For millions of people, the entrance of God into verifiable history in human form is cause for celebration. It began with that birth in Bethlehem, and it culminated with an empirically verifiable resurrection in space and time in Jerusalem. Here was an individual observably alive at point A, dead at point B, but then alive again at point C. Thus we have Easter, a rock upon which to build a house, a life, a city on a hill, and even an entire civilization, once the profoundly pro-human implications of the Judeo-Christian worldview begin to be understood and applied across the whole of thought and culture.
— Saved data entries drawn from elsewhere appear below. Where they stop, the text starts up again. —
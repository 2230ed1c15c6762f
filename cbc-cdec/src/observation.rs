use crate::error::{CdecError, Result};
use chrono::NaiveDateTime;
use csv::{ReaderBuilder, StringRecord};
use serde::{Deserialize, Serialize};

/// Date format used for CDEC CSV responses: "YYYYMMDD HHMM"
pub const DATE_FORMAT: &str = "%Y%m%d %H%M";

/// CDEC sensor number for reservoir storage (acre-feet).
pub const SENSOR_STORAGE: u32 = 15;

/// CDEC sensor number for reservoir elevation (feet).
pub const SENSOR_ELEVATION: u32 = 6;

/// Markers CDEC writes in the VALUE column instead of a number.
/// - `---`: missing or unavailable data
/// - `BRT` / `ART`: below / above rating table
pub const MISSING_MARKERS: [&str; 3] = ["---", "BRT", "ART"];

/// What a reservoir sensor reports.
#[derive(Debug, PartialEq, Eq, Clone, Copy, Hash, PartialOrd, Ord, Serialize, Deserialize)]
#[serde(from = "u32", into = "u32")]
pub enum SensorType {
    Storage,
    Elevation,
    Other(u32),
}

impl SensorType {
    pub fn number(&self) -> u32 {
        match self {
            SensorType::Storage => SENSOR_STORAGE,
            SensorType::Elevation => SENSOR_ELEVATION,
            SensorType::Other(n) => *n,
        }
    }
}

impl From<u32> for SensorType {
    fn from(value: u32) -> Self {
        match value {
            SENSOR_STORAGE => SensorType::Storage,
            SENSOR_ELEVATION => SensorType::Elevation,
            n => SensorType::Other(n),
        }
    }
}

impl From<SensorType> for u32 {
    fn from(value: SensorType) -> Self {
        value.number()
    }
}

/// A single reservoir measurement from CDEC.
#[derive(Debug, Clone, PartialEq)]
pub struct Observation {
    pub station_id: String,
    pub timestamp: NaiveDateTime,
    /// `None` when CDEC reported a missing marker
    pub value: Option<f64>,
    pub sensor_type: SensorType,
}

fn column_index(headers: &StringRecord, name: &str) -> Option<usize> {
    headers.iter().position(|h| h.trim().eq_ignore_ascii_case(name))
}

fn parse_value(raw: &str) -> std::result::Result<Option<f64>, ()> {
    let raw = raw.trim();
    if raw.is_empty() || MISSING_MARKERS.contains(&raw) {
        return Ok(None);
    }
    match raw.parse::<f64>() {
        Ok(v) if v.is_finite() => Ok(Some(v)),
        Ok(_) => Ok(None),
        Err(_) => Err(()),
    }
}

impl Observation {
    /// Parse a CDEC CSV body (a live `CSVDataServlet` response or a cached
    /// copy of one) into observations.
    ///
    /// Only `DATE TIME` and `VALUE` are required. When the body lacks
    /// `STATION_ID` or `SENSOR_NUMBER`, `station_id` and `sensor_type` are used.
    pub fn parse_cdec_csv(
        body: &str,
        station_id: &str,
        sensor_type: SensorType,
    ) -> Result<Vec<Observation>> {
        let mut rdr = ReaderBuilder::new()
            .has_headers(true)
            .flexible(true)
            .from_reader(body.as_bytes());
        let headers = rdr.headers()?.clone();
        let date_idx = column_index(&headers, "DATE TIME")
            .ok_or_else(|| CdecError::MissingColumn("DATE TIME".to_string()))?;
        let value_idx = column_index(&headers, "VALUE")
            .ok_or_else(|| CdecError::MissingColumn("VALUE".to_string()))?;
        let station_idx = column_index(&headers, "STATION_ID");
        let sensor_idx = column_index(&headers, "SENSOR_NUMBER");

        let mut observations = Vec::new();
        for row in rdr.records() {
            let record = row?;
            let line = record.position().map(|p| p.line()).unwrap_or_default();
            let station = station_idx
                .and_then(|i| record.get(i))
                .map(str::trim)
                .filter(|s| !s.is_empty())
                .unwrap_or(station_id)
                .to_string();
            let date_raw = record.get(date_idx).unwrap_or("").trim();
            if date_raw.is_empty() {
                continue;
            }
            let timestamp = NaiveDateTime::parse_from_str(date_raw, DATE_FORMAT).map_err(|_| {
                CdecError::DateParse {
                    station: station.clone(),
                    line,
                    value: date_raw.to_string(),
                }
            })?;
            let value_raw = record.get(value_idx).unwrap_or("");
            let value = parse_value(value_raw).map_err(|_| CdecError::InvalidValue {
                station: station.clone(),
                line,
                value: value_raw.trim().to_string(),
            })?;
            let sensor = sensor_idx
                .and_then(|i| record.get(i))
                .and_then(|s| s.trim().parse::<u32>().ok())
                .map(SensorType::from)
                .unwrap_or(sensor_type);
            observations.push(Observation {
                station_id: station,
                timestamp,
                value,
                sensor_type: sensor,
            });
        }
        log::debug!(
            "Parsed {} observations for {}",
            observations.len(),
            station_id
        );
        Ok(observations)
    }
}

#[cfg(test)]
mod test {
    use super::{Observation, SensorType};
    use crate::error::CdecError;

    // https://cdec.water.ca.gov/dynamicapp/req/CSVDataServlet?Stations=VIL&SensorNums=15&dur_code=D&Start=2022-02-15&End=2022-02-20
    const STR_RESULT: &str = r#"STATION_ID,DURATION,SENSOR_NUMBER,SENSOR_TYPE,DATE TIME,OBS DATE,VALUE,DATA_FLAG,UNITS
VIL,D,15,STORAGE,20220215 0000,20220215 0000,9593, ,AF
VIL,D,15,STORAGE,20220216 0000,20220216 0000,9589, ,AF
VIL,D,15,STORAGE,20220217 0000,20220217 0000,---, ,AF
VIL,D,15,STORAGE,20220218 0000,20220218 0000,BRT, ,AF
VIL,D,15,STORAGE,20220219 0000,20220219 0000,9585.5, ,AF
"#;

    #[test]
    fn test_parse_cdec_csv() {
        let observations =
            Observation::parse_cdec_csv(STR_RESULT, "VIL", SensorType::Elevation).unwrap();
        assert_eq!(observations.len(), 5);
        assert_eq!(observations[0].station_id, "VIL");
        assert_eq!(observations[0].value, Some(9593.0));
        assert_eq!(observations[0].sensor_type, SensorType::Storage);
        assert_eq!(observations[2].value, None);
        assert_eq!(observations[3].value, None);
        assert_eq!(observations[4].value, Some(9585.5));
    }

    #[test]
    fn test_parse_minimal_columns_uses_defaults() {
        let body = "DATE TIME,VALUE\n20200131 0000,100\n20200229 0000,---\n";
        let observations = Observation::parse_cdec_csv(body, "BLB", SensorType::Storage).unwrap();
        assert_eq!(observations.len(), 2);
        assert_eq!(observations[0].station_id, "BLB");
        assert_eq!(observations[0].sensor_type, SensorType::Storage);
        assert_eq!(observations[1].value, None);
    }

    #[test]
    fn test_invalid_value_names_station_and_line() {
        let body = "DATE TIME,VALUE\n20200131 0000,abc\n";
        let err = Observation::parse_cdec_csv(body, "BLB", SensorType::Storage).unwrap_err();
        match err {
            CdecError::InvalidValue { station, line, value } => {
                assert_eq!(station, "BLB");
                assert_eq!(line, 2);
                assert_eq!(value, "abc");
            }
            other => panic!("unexpected error: {other}"),
        }
    }

    #[test]
    fn test_missing_value_column() {
        let body = "DATE TIME,OTHER\n20200131 0000,1\n";
        assert!(matches!(
            Observation::parse_cdec_csv(body, "BLB", SensorType::Storage),
            Err(CdecError::MissingColumn(_))
        ));
    }

    #[test]
    fn test_sensor_type_numbers() {
        assert_eq!(SensorType::from(15), SensorType::Storage);
        assert_eq!(SensorType::from(6), SensorType::Elevation);
        assert_eq!(SensorType::from(76), SensorType::Other(76));
        assert_eq!(u32::from(SensorType::Storage), 15);
    }
}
No one should be surprised that the consequences of factual events so amazing should cascade like fresh mountain waters over the centuries into new years and into new lives every year. Christmas becomes a time of joy and celebration. Easter becomes a time of doubt followed by certainty and then amazement. But for others it’s a different story.

King Herod’s is such a story. So is that of Pontius Pilate. Herod searched for the newborn king not to celebrate but to destroy a potential rival to power, and that is why he ordered the death of boys in Bethlehem “two years old and younger” (Matt. 1:16). Pilate had Truth staring him in the face when he asked Jesus, “What is truth?” (John 18:19). But instead of setting an innocent man free, a man in whom Pilate found nothing wrong, the Roman washed his hands and gave Jesus over to be crucified (Matt: 27:26), just as the religious establishment wanted.

Had Pilate really been honest in his question about truth, in a matter of days he could have begun investigating the ample evidence regarding the resurrection of the man about whom he found nothing wrong. His curiosity might have been stimulated, one would think, after hearing reports of strange goings-on at the tomb of Jesus. After all, a dead man usually does not unwrap his grave clothes, roll away a massive boulder blocking the entrance to his tomb, overcome sentries whose job (upon pain of death) is to ensure his body stays put, and then convince utterly defeated followers that he is the Lord of life.

One thing pretenders and outright liars seem to have difficulty understanding, whether they be corrupt religious leaders, maneuvering politicians, or enablers easy to command: Truth never dies, is never really defeated, even if you kill it.

Celebrations of Easter and Christmas in America today occur at a time and place far different from that of the countryside and politics of ancient Israel. And yet, there is continuity, for ours too is a time of celebration and praise — but also one of pretense and hatred and even persecution. That’s right. Persecution is the correct word, it seems to me, if we are to reflect sensitively a Biblical understanding of what is at stake in the world today.

What Have We Seen?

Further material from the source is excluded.